[Leica] Film Lab
George Lottermoser
george.imagist at icloud.com
Tue Jun 6 12:01:20 PDT 2017
> On Jun 4, 2017, at 3:56 PM, Geoff Hopkinson <hopsternew at gmail.com> wrote:
>
> Hi Lluis. Are you comparing a wet print from BW negative with an inkjet
> print made from a scan of the negative?
> If this is the case then the scanner is the weakest part
> On Mon, 5 Jun 2017 at 5:39 am, Tina Manley <tmanley at gmail.com> wrote:
>
>> I had a show at the Winthrop University gallery of 3' x 2' prints of Syrian
>> children's faces. Half were from film, half were digital. I much, much
>> preferred the prints from the digital files. The grain of the film,
>> enlarged that much, seems to affect the sharpness.

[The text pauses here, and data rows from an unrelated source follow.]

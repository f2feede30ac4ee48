//! Error types for quiz-core.

use thiserror::Error;

/// Result type alias using ParseError.
pub type Result<T> = std::result::Result<T, ParseError>;

/// Errors that can occur while decoding upstream catalog payloads.
#[derive(Debug, Error)]
pub enum ParseError {
    #[error("invalid JSON payload: {0}")]
    InvalidJson(#[from] serde_json::Error),

    #[error("catalog reported an unsuccessful response")]
    Unsuccessful,
}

The digital prints
>> could probably have been twice as large and still looked much sharper with
>> more details in the shadows and highlights than the prints from film.

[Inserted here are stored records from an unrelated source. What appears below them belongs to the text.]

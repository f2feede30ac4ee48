//! Common test utilities and fixtures for integration tests.
//!
//! This module provides shared test infrastructure including:
//! - MockCatalog, an in-process stand-in for the remote catalog API
//! - TestContext wiring the backend router to a running mock
//! - Helper functions for creating test data (see `fixtures`)

pub mod fixtures;

use std::collections::HashMap;
use std::sync::Arc;
use std::time::Duration;

use axum::{
    extract::{Path, Query, State},
    http::{header, StatusCode},
    response::{IntoResponse, Response},
    routing::post,
    Router,
};
use axum_test::TestServer;

use quiz_viewer_backend::services::catalog::CatalogClient;
use quiz_viewer_backend::{app, AppState};

type Reply = (StatusCode, String);

/// Canned upstream replies, served over a real socket on 127.0.0.1.
#[derive(Clone, Default)]
pub struct MockCatalog {
    catalog: Option<Reply>,
    files: HashMap<String, Reply>,
}

impl MockCatalog {
    pub fn new() -> Self {
        Self::default()
    }

    /// Reply to `POST /?act=get_courses` with a JSON body.
    pub fn catalog(self, body: serde_json::Value) -> Self {
        self.catalog_reply(StatusCode::OK, &body.to_string())
    }

    /// Reply to `POST /?act=get_courses` with a raw status and body.
    pub fn catalog_reply(mut self, status: StatusCode, body: &str) -> Self {
        self.catalog = Some((status, body.to_string()));
        self
    }

    /// Reply to `POST /3do_resources/{name}` with a JSON body.
    pub fn file(self, name: &str, body: serde_json::Value) -> Self {
        self.file_reply(name, StatusCode::OK, &body.to_string())
    }

    /// Reply to `POST /3do_resources/{name}` with a raw status and body.
    pub fn file_reply(mut self, name: &str, status: StatusCode, body: &str) -> Self {
        self.files.insert(name.to_string(), (status, body.to_string()));
        self
    }

    /// Start serving and return the base URL.
    pub async fn spawn(self) -> String {
        let listener = tokio::net::TcpListener::bind("127.0.0.1:0")
            .await
            .expect("Failed to bind mock catalog");
        let addr = listener.local_addr().expect("Mock catalog has no address");

        let router = Router::new()
            .route("/", post(courses))
            .route("/3do_resources/{file}", post(resource))
            .with_state(Arc::new(self));

        tokio::spawn(async move {
            axum::serve(listener, router)
                .await
                .expect("Mock catalog stopped");
        });

        format!("http://{}", addr)
    }
}

async fn courses(
    State(mock): State<Arc<MockCatalog>>,
    Query(params): Query<HashMap<String, String>>,
) -> Response {
    if params.get("act").map(String::as_str) != Some("get_courses") {
        return StatusCode::BAD_REQUEST.into_response();
    }
    reply(mock.catalog.clone())
}

async fn resource(State(mock): State<Arc<MockCatalog>>, Path(file): Path<String>) -> Response {
    reply(mock.files.get(&file).cloned())
}

fn reply(reply: Option<Reply>) -> Response {
    match reply {
        Some((status, body)) => {
            (status, [(header::CONTENT_TYPE, "application/json")], body).into_response()
        }
        None => StatusCode::NOT_FOUND.into_response(),
    }
}

/// Test context holding the backend router wired to a catalog.
pub struct TestContext {
    app: Router,
}

impl TestContext {
    /// Spawn the mock catalog and build the backend against it.
    pub async fn new(mock: MockCatalog) -> Self {
        let base_url = mock.spawn().await;
        Self::with_base_url(&base_url)
    }

    /// Build the backend against a catalog URL nothing listens on.
    pub async fn unreachable() -> Self {
        let listener = tokio::net::TcpListener::bind("127.0.0.1:0")
            .await
            .expect("Failed to bind probe listener");
        let addr = listener.local_addr().expect("Probe listener has no address");
        drop(listener);

        Self::with_base_url(&format!("http://{}", addr))
    }

    fn with_base_url(base_url: &str) -> Self {
        let catalog = CatalogClient::new(base_url, Duration::from_secs(5))
            .expect("Failed to build catalog client");
        Self {
            app: app(AppState::new(catalog)),
        }
    }

    /// Test server for use with axum-test.
    pub fn server(&self) -> TestServer {
        TestServer::new(self.app.clone()).expect("Failed to start test server")
    }
}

I don’t think it particularly useful to “compare” a silver print with an inkjet print;
or an engraving to an etching; or a woodcut print to serigraph or lithographic print.
Film negatives printed to silver papers worked beautifully for over a century;
and they continue to do so.
The idea of taking a film negative or positive and scanning it in order to make
a digital inkjet print never made any sense to me; not when a contact or even an
enlargement via traditional darkroom techniques works far better.
Certainly scanning in order to make lithographic, or other graphic prints has its place;
though not to “compete” aesthetically with traditional silver or chromogenic prints.
Likewise using digital cameras and producing digital prints whether inkjet or otherwise
makes perfect sense.
I’ve always wished one could reasonably project digital files
on to silver and/or chromogenic print paper.
Each print process has its own unique, aesthetic.
In terms of “photographic” beauty
it’s hard to beat platinum/palladium.